____ EXERCISE INPUT
//! Error types for nmtkit-client.

use nmtkit_cache::CacheError;
use nmtkit_core::UpstreamResponseError;

/// Result type alias for client operations.
pub type Result<T> = std::result::Result<T, Error>;

/// Errors building clients for discovered services and calling them.
#[derive(Debug, thiserror::Error)]
#[non_exhaustive]
pub enum Error {
    /// No service with this name in the discovery settings.
    #[error("Service '{0}' not found in discovery settings.")]
    ServiceNotFound(String),

    /// The service names an outgoing OAuth2 client that is not configured.
    #[error("Outgoing client '{0}' not found in auth settings.")]
    OutgoingClientNotFound(String),

    /// The outgoing client names an identity provider that is not configured.
    #[error("ID Provider '{0}' not found in auth settings.")]
    IdProviderNotFound(String),

    /// The service names a static header set that is not configured.
    #[error("Outgoing headers '{0}' not found in auth settings.")]
    HeadersNotFound(String),

    /// The outgoing client uses a token endpoint auth method we cannot speak.
    #[error("Unsupported token endpoint auth method: {0}")]
    UnsupportedAuthMethod(String),

    /// The token endpoint answered without a usable access token.
    #[error("Failed to retrieve token for service '{service}': {message}")]
    TokenAcquisition {
        /// Service the token was for.
        service: String,
        /// What went wrong.
        message: String,
    },

    /// The token endpoint answered with an OAuth2 error response.
    #[error("OAuth error '{error}': {description}")]
    OAuth {
        /// OAuth2 error code, e.g. `invalid_client`.
        error: String,
        /// The `error_description`, empty if absent.
        description: String,
    },

    /// The token endpoint failed without an OAuth2 error body.
    #[error("Token endpoint returned HTTP {status}: {body}")]
    TokenEndpoint {
        /// HTTP status.
        status: u16,
        /// Response body.
        body: String,
    },

    /// The token endpoint returned a token response we cannot use.
    #[error("Invalid token response: {0}")]
    InvalidTokenResponse(String),

    /// A configured header name or value is not valid HTTP.
    #[error("Invalid header '{0}'")]
    InvalidHeader(String),

    /// A request with a streaming body cannot be retried.
    #[error("Request cannot be retried: {0}")]
    UnclonableRequest(String),

    /// HTTP transport error.
    #[error("HTTP error: {0}")]
    Http(#[from] reqwest::Error),

    /// Token cache failure.
    #[error("Cache error: {0}")]
    Cache(#[from] CacheError),

    /// The upstream answered with an unexpected status.
    #[error(transparent)]
    Upstream(#[from] UpstreamResponseError),

    /// A response body could not be decoded.
    #[error("Serialization error: {0}")]
    Serialization(#[from] serde_json::Error),
}

impl Error {
    /// Whether a connection could not be established at all.
    pub fn is_connect(&self) -> bool {
        matches!(self, Error::Http(e) if e.is_connect())
    }

    /// Whether retrying the operation may succeed.
    ///
    /// Configuration lookups, OAuth2 rejections and upstream 4xx responses are final.
    pub fn is_retryable(&self) -> bool {
        match self {
            Error::Http(e) => e.is_connect() || e.is_timeout() || e.is_request(),
            Error::Cache(e) => e.is_retryable(),
            Error::Upstream(e) => !e.is_client_error(),
            Error::TokenEndpoint { status, .. } => *status >= 500,
            Error::TokenAcquisition { .. } => true,
            _ => false,
        }
    }
}

#[cfg(test)]
#[allow(clippy::unwrap_used)]
mod tests {
    use super::*;
    use http::HeaderMap;

    #[test]
    fn test_messages() {
        assert_eq!(
            Error::ServiceNotFound("widgets".into()).to_string(),
            "Service 'widgets' not found in discovery settings."
        );
        assert_eq!(
            Error::IdProviderNotFound("keycloak".into()).to_string(),
            "ID Provider 'keycloak' not found in auth settings."
        );
    }

    #[test]
    fn test_retryable() {
        let not_found = UpstreamResponseError::new(404, &HeaderMap::new(), "no widget");
        let unavailable = UpstreamResponseError::new(503, &HeaderMap::new(), "try later");
        assert!(!Error::from(not_found).is_retryable());
        assert!(Error::from(unavailable).is_retryable());
        assert!(!Error::ServiceNotFound("widgets".into()).is_retryable());
        assert!(
            Error::TokenEndpoint {
                status: 502,
                body: String::new()
            }
            .is_retryable()
        );
        assert!(
            !Error::OAuth {
                error: "invalid_client".into(),
                description: String::new()
            }
            .is_retryable()
        );
    }
}
//! Compiled-regex cache for configured patterns.
//!
//! ACL section regexes and provider issuer regexes come from settings and are
//! matched on every request. Each distinct pattern is compiled once per
//! process; invalid patterns are remembered too, so they are only logged once.

use std::collections::HashMap;
use std::sync::{LazyLock, RwLock};

use regex::Regex;

/// Distinct patterns kept before new ones are compiled without caching.
const MAX_CACHED_PATTERNS: usize = 512;

static CACHE: LazyLock<RwLock<HashMap<String, Option<Regex>>>> =
    LazyLock::new(|| RwLock::new(HashMap::new()));

/// Get or compile `pattern`; `None` when it is not a valid regex.
pub(crate) fn get_or_compile(pattern: &str) -> Option<Regex> {
    if let Ok(cache) = CACHE.read()
        && let Some(compiled) = cache.get(pattern)
    {
        return compiled.clone();
    }

    let compiled = match Regex::new(pattern) {
        Ok(re) => Some(re),
        Err(e) => {
            log::warn!("Ignoring invalid regex '{pattern}': {e}");
            None
        }
    };
    if let Ok(mut cache) = CACHE.write()
        && cache.len() < MAX_CACHED_PATTERNS
    {
        cache.insert(pattern.to_string(), compiled.clone());
    }
    compiled
}

#[cfg(test)]
pub(crate) fn is_cached(pattern: &str) -> bool {
    CACHE
        .read()
        .map(|cache| cache.contains_key(pattern))
        .unwrap_or(false)
}
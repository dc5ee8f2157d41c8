//! Request duration logging layer.

use std::convert::Infallible;
use std::future::Future;
use std::pin::Pin;
use std::task::{Context, Poll};
use std::time::Instant;

use axum::body::Body;
use axum::response::IntoResponse;
use http::{HeaderValue, Request};
use tower::{Layer, Service};

/// Response header carrying the processing time in milliseconds.
pub const PROCESS_TIME_HEADER: &str = "x-process-time-milliseconds";

/// Tower `Layer` that measures and logs how long each request takes.
#[derive(Clone, Copy, Debug, Default)]
pub struct RequestDurationLayer;

impl RequestDurationLayer {
    /// Create the layer.
    pub fn new() -> Self {
        Self
    }
}

impl<S> Layer<S> for RequestDurationLayer {
    type Service = RequestDurationService<S>;

    fn layer(&self, inner: S) -> Self::Service {
        RequestDurationService { inner }
    }
}

/// Tower `Service` logging `{METHOD} {path} - {ms}ms` at INFO for each request.
#[derive(Clone, Debug)]
pub struct RequestDurationService<S> {
    inner: S,
}

impl<S> Service<Request<Body>> for RequestDurationService<S>
where
    S: Service<Request<Body>, Error = Infallible> + Clone + Send + 'static,
    S::Response: IntoResponse,
    S::Future: Send,
{
    type Response = axum::response::Response;
    type Error = Infallible;
    type Future = Pin<Box<dyn Future<Output = Result<Self::Response, Self::Error>> + Send>>;

    fn poll_ready(&mut self, cx: &mut Context<'_>) -> Poll<Result<(), Self::Error>> {
        self.inner.poll_ready(cx)
    }

    fn call(&mut self, req: Request<Body>) -> Self::Future {
        let clone = self.inner.clone();
        let mut inner = std::mem::replace(&mut self.inner, clone);

        let method = req.method().clone();
        let path = req.uri().path().to_string();

        Box::pin(async move {
            let start = Instant::now();
            let resp = inner
                .call(req)
                .await
                .unwrap_or_else(|infallible| match infallible {});
            let mut resp = resp.into_response();

            let elapsed_ms = start.elapsed().as_secs_f64() * 1000.0;
            log::info!("{}", duration_message(method.as_str(), &path, elapsed_ms));

            if let Ok(value) = HeaderValue::from_str(&elapsed_ms.to_string()) {
                resp.headers_mut().insert(PROCESS_TIME_HEADER, value);
            }
            Ok(resp)
        })
    }
}

fn duration_message(method: &str, path: &str, elapsed_ms: f64) -> String {
    format!("{method} {path} - {elapsed_ms:.2}ms")
}
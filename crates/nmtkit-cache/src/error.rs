//! Error types for nmtkit-cache.

/// Result type alias for cache operations.
pub type Result<T> = std::result::Result<T, CacheError>;

/// Errors from cache backends and cache encoding.
#[derive(Debug, thiserror::Error)]
#[non_exhaustive]
pub enum CacheError {
    /// The storage backend failed.
    #[error("cache backend error: {0}")]
    Backend(String),

    /// Redis command or connection failure.
    #[cfg(feature = "redis")]
    #[error("redis error: {0}")]
    Redis(#[from] redis::RedisError),

    /// Compressed data could not be encoded or decoded.
    #[error("compression error: {0}")]
    Compression(#[source] std::io::Error),

    /// A value could not be (de)serialized as JSON.
    #[error("serialization error: {0}")]
    Serialization(#[from] serde_json::Error),
}

impl CacheError {
    /// Creates a new backend error.
    pub fn backend<S: Into<String>>(message: S) -> Self {
        CacheError::Backend(message.into())
    }

    /// Whether retrying the operation may succeed.
    pub fn is_retryable(&self) -> bool {
        match self {
            CacheError::Backend(_) => true,
            #[cfg(feature = "redis")]
            CacheError::Redis(_) => true,
            CacheError::Compression(_) | CacheError::Serialization(_) => false,
        }
    }
}

#[cfg(test)]
#[allow(clippy::unwrap_used)]
mod tests {
    use super::*;

    #[test]
    fn test_retryable() {
        assert!(CacheError::backend("connection reset").is_retryable());
        let json_err = serde_json::from_str::<serde_json::Value>("{").unwrap_err();
        assert!(!CacheError::from(json_err).is_retryable());
        let io = std::io::Error::new(std::io::ErrorKind::InvalidData, "corrupt deflate stream");
        assert!(!CacheError::Compression(io).is_retryable());
    }
}
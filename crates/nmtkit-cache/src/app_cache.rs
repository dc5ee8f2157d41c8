//! Application cache over a key-value backend.
//!
//! Values at or above the compression threshold are stored zlib-compressed
//! behind the `zlib1:` header and decompressed transparently on fetch.
//!
//! ```rust
//! use std::sync::Arc;
//! use nmtkit_cache::{AppCache, AppCacheExt, KvAppCache, MemoryBackend};
//!
//! # async fn run() -> nmtkit_cache::Result<()> {
//! let cache = KvAppCache::new(Arc::new(MemoryBackend::new()), "widgets", 600);
//! cache.store_str("greeting", "hello", None).await?;
//! assert_eq!(cache.fetch("greeting").await?, Some(b"hello".to_vec()));
//! # Ok(()) }
//! ```

use std::io::{Read, Write};
use std::sync::Arc;
use std::time::Duration;

use async_trait::async_trait;
use backon::Retryable;
use flate2::Compression;
use flate2::read::ZlibDecoder;
use flate2::write::ZlibEncoder;
use nmtkit_core::retry::{RetryPolicy, retry_logger};
use serde::Serialize;
use serde::de::DeserializeOwned;

use crate::backend::KvBackend;
use crate::error::{CacheError, Result};

/// Marker prefixed to compressed values.
pub const COMPRESSION_HEADER: &[u8] = b"zlib1:";

/// Default minimum size, in bytes, for a value to be compressed.
pub const DEFAULT_COMPRESS_THRESHOLD: usize = 4096;

/// Abstract application cache.
#[async_trait]
pub trait AppCache: Send + Sync {
    /// Store or replace `value` under `key`.
    ///
    /// A `ttl` of `None` or zero uses the cache's default TTL.
    async fn store(&self, key: &str, value: &[u8], ttl: Option<Duration>) -> Result<()>;

    /// Fetch the value under `key`; missing and empty values are `None`.
    async fn fetch(&self, key: &str) -> Result<Option<Vec<u8>>>;

    /// Remove `key`; returns whether anything was removed.
    async fn clear(&self, key: &str) -> Result<bool>;
}

/// String and JSON helpers for every [`AppCache`].
#[async_trait]
pub trait AppCacheExt: AppCache {
    /// Store a UTF-8 string.
    async fn store_str(&self, key: &str, value: &str, ttl: Option<Duration>) -> Result<()> {
        self.store(key, value.as_bytes(), ttl).await
    }

    /// Store a value as JSON.
    async fn store_json<T>(&self, key: &str, value: &T, ttl: Option<Duration>) -> Result<()>
    where
        T: Serialize + Sync + ?Sized,
    {
        let bytes = serde_json::to_vec(value).inspect_err(|e| {
            log::error!("Failed to serialize value for key '{key}': {e}");
        })?;
        self.store(key, &bytes, ttl).await
    }

    /// Fetch and decode a JSON value.
    async fn fetch_json<T>(&self, key: &str) -> Result<Option<T>>
    where
        T: DeserializeOwned + Send,
    {
        match self.fetch(key).await? {
            Some(bytes) => Ok(Some(serde_json::from_slice(&bytes)?)),
            None => Ok(None),
        }
    }
}

impl<C: AppCache + ?Sized> AppCacheExt for C {}

/// [`AppCache`] storing entries in a [`KvBackend`] under `app_cache_{name}_{key}`.
///
/// Every backend call is retried with [`RetryPolicy::STORAGE`].
pub struct KvAppCache {
    backend: Arc<dyn KvBackend>,
    name: String,
    default_ttl: Duration,
    compress_threshold: usize,
    retry: RetryPolicy,
}

impl KvAppCache {
    /// Create a cache named `name` whose entries live `default_ttl_secs` by default.
    pub fn new<S: Into<String>>(
        backend: Arc<dyn KvBackend>,
        name: S,
        default_ttl_secs: u64,
    ) -> Self {
        let cache = Self {
            backend,
            name: name.into(),
            default_ttl: Duration::from_secs(default_ttl_secs),
            compress_threshold: DEFAULT_COMPRESS_THRESHOLD,
            retry: RetryPolicy::STORAGE,
        };
        log::debug!(
            "Initialized app cache '{}' on {} backend with compression threshold of {} bytes",
            cache.name,
            cache.backend.name(),
            cache.compress_threshold
        );
        cache
    }

    /// Set the minimum size, in bytes, at which values are compressed.
    pub fn with_compress_threshold(mut self, compress_threshold: usize) -> Self {
        self.compress_threshold = compress_threshold;
        self
    }

    /// Set the retry policy for backend calls.
    pub fn with_retry(mut self, retry: RetryPolicy) -> Self {
        self.retry = retry;
        self
    }

    /// Key used in backend storage for `key`.
    pub fn storage_key(&self, key: &str) -> String {
        format!("app_cache_{}_{key}", self.name)
    }

    fn prepare(&self, data: &[u8]) -> Result<Vec<u8>> {
        if data.len() < self.compress_threshold {
            log::debug!("Data below compression threshold, storing uncompressed");
            return Ok(data.to_vec());
        }

        let mut encoder = ZlibEncoder::new(Vec::new(), Compression::default());
        encoder.write_all(data).map_err(CacheError::Compression)?;
        let compressed = encoder.finish().map_err(CacheError::Compression)?;
        log::debug!(
            "Compressed {} bytes to {} bytes (ratio: {:.1}x)",
            data.len(),
            compressed.len(),
            data.len() as f64 / compressed.len().max(1) as f64
        );

        let mut prepared = Vec::with_capacity(COMPRESSION_HEADER.len() + compressed.len());
        prepared.extend_from_slice(COMPRESSION_HEADER);
        prepared.extend_from_slice(&compressed);
        Ok(prepared)
    }

    fn restore(data: Vec<u8>) -> Result<Vec<u8>> {
        let Some(compressed) = data.strip_prefix(COMPRESSION_HEADER) else {
            return Ok(data);
        };

        let mut restored = Vec::new();
        ZlibDecoder::new(compressed)
            .read_to_end(&mut restored)
            .map_err(|e| {
                log::warn!("Decompression failed: {e}");
                CacheError::Compression(e)
            })?;
        Ok(restored)
    }
}

#[async_trait]
impl AppCache for KvAppCache {
    async fn store(&self, key: &str, value: &[u8], ttl: Option<Duration>) -> Result<()> {
        let ttl = ttl
            .filter(|ttl| !ttl.is_zero())
            .unwrap_or(self.default_ttl);
        log::debug!("Storing key '{key}' (TTL: {}s)", ttl.as_secs());

        let storage_key = self.storage_key(key);
        let prepared = self.prepare(value)?;

        (|| async {
            self.backend
                .put(&storage_key, prepared.clone(), Some(ttl))
                .await
        })
        .retry(self.retry.backoff())
        .when(CacheError::is_retryable)
        .notify(retry_logger("store_app_cache", &self.retry))
        .await
        .inspect_err(|e| log::error!("Failed to store value for key '{key}': {e}"))
    }

    async fn fetch(&self, key: &str) -> Result<Option<Vec<u8>>> {
        log::debug!("Fetching data for key '{key}'");
        let storage_key = self.storage_key(key);

        let value = (|| async { self.backend.get(&storage_key).await })
            .retry(self.retry.backoff())
            .when(CacheError::is_retryable)
            .notify(retry_logger("fetch_app_cache", &self.retry))
            .await?;

        match value {
            Some(data) if !data.is_empty() => Self::restore(data).map(Some),
            _ => {
                log::warn!("No cache entry found for storage key '{storage_key}'");
                Ok(None)
            }
        }
    }

    async fn clear(&self, key: &str) -> Result<bool> {
        log::debug!("Clearing data for key '{key}'");
        let storage_key = self.storage_key(key);

        let removed = (|| async { self.backend.delete(&storage_key).await })
            .retry(self.retry.backoff())
            .when(CacheError::is_retryable)
            .notify(retry_logger("clear_app_cache", &self.retry))
            .await?;

        if !removed {
            log::warn!("Failed to delete storage key '{storage_key}'");
        }
        Ok(removed)
    }
}
//! Hash helpers with optional salting.
//!
//! - [`secure_hash`] needs a secret and suits masking credentials or tokens.
//! - [`fingerprint_hash`] needs no secret and suits cache keys and identifiers.

use hmac::{Hmac, Mac};
use sha2::{Digest, Sha256};

type HmacSha256 = Hmac<Sha256>;

/// Hex HMAC-SHA256 of `salt ‖ value` keyed with `secret_key`.
pub fn secure_hash(value: &[u8], secret_key: &[u8], salt: &[u8]) -> String {
    // HMAC accepts keys of any length, including empty.
    let mut mac = match HmacSha256::new_from_slice(secret_key) {
        Ok(mac) => mac,
        Err(_) => unreachable!("HMAC-SHA256 accepts keys of any length"),
    };
    mac.update(salt);
    mac.update(value);
    hex::encode(mac.finalize().into_bytes())
}

/// Hex SHA-256 of `salt ‖ value`.
pub fn fingerprint_hash(value: &[u8], salt: &[u8]) -> String {
    let mut hasher = Sha256::new();
    hasher.update(salt);
    hasher.update(value);
    hex::encode(hasher.finalize())
}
________
* [YOUR TASK]
Beginning at the line above that contains "Ok(removed)", return each line exactly through the line that contains "pub fn fingerprint_hash(value: &[u8], salt: &[u8])", and no others.

* [RESPONSE]
        Ok(removed)
    }
}
//! Hash helpers with optional salting.
//!
//! - [`secure_hash`] needs a secret and suits masking credentials or tokens.
//! - [`fingerprint_hash`] needs no secret and suits cache keys and identifiers.

use hmac::{Hmac, Mac};
use sha2::{Digest, Sha256};

type HmacSha256 = Hmac<Sha256>;

/// Hex HMAC-SHA256 of `salt ‖ value` keyed with `secret_key`.
pub fn secure_hash(value: &[u8], secret_key: &[u8], salt: &[u8]) -> String {
    // HMAC accepts keys of any length, including empty.
    let mut mac = match HmacSha256::new_from_slice(secret_key) {
        Ok(mac) => mac,
        Err(_) => unreachable!("HMAC-SHA256 accepts keys of any length"),
    };
    mac.update(salt);
    mac.update(value);
    hex::encode(mac.finalize().into_bytes())
}

/// Hex SHA-256 of `salt ‖ value`.
pub fn fingerprint_hash(value: &[u8], salt: &[u8]) -> String {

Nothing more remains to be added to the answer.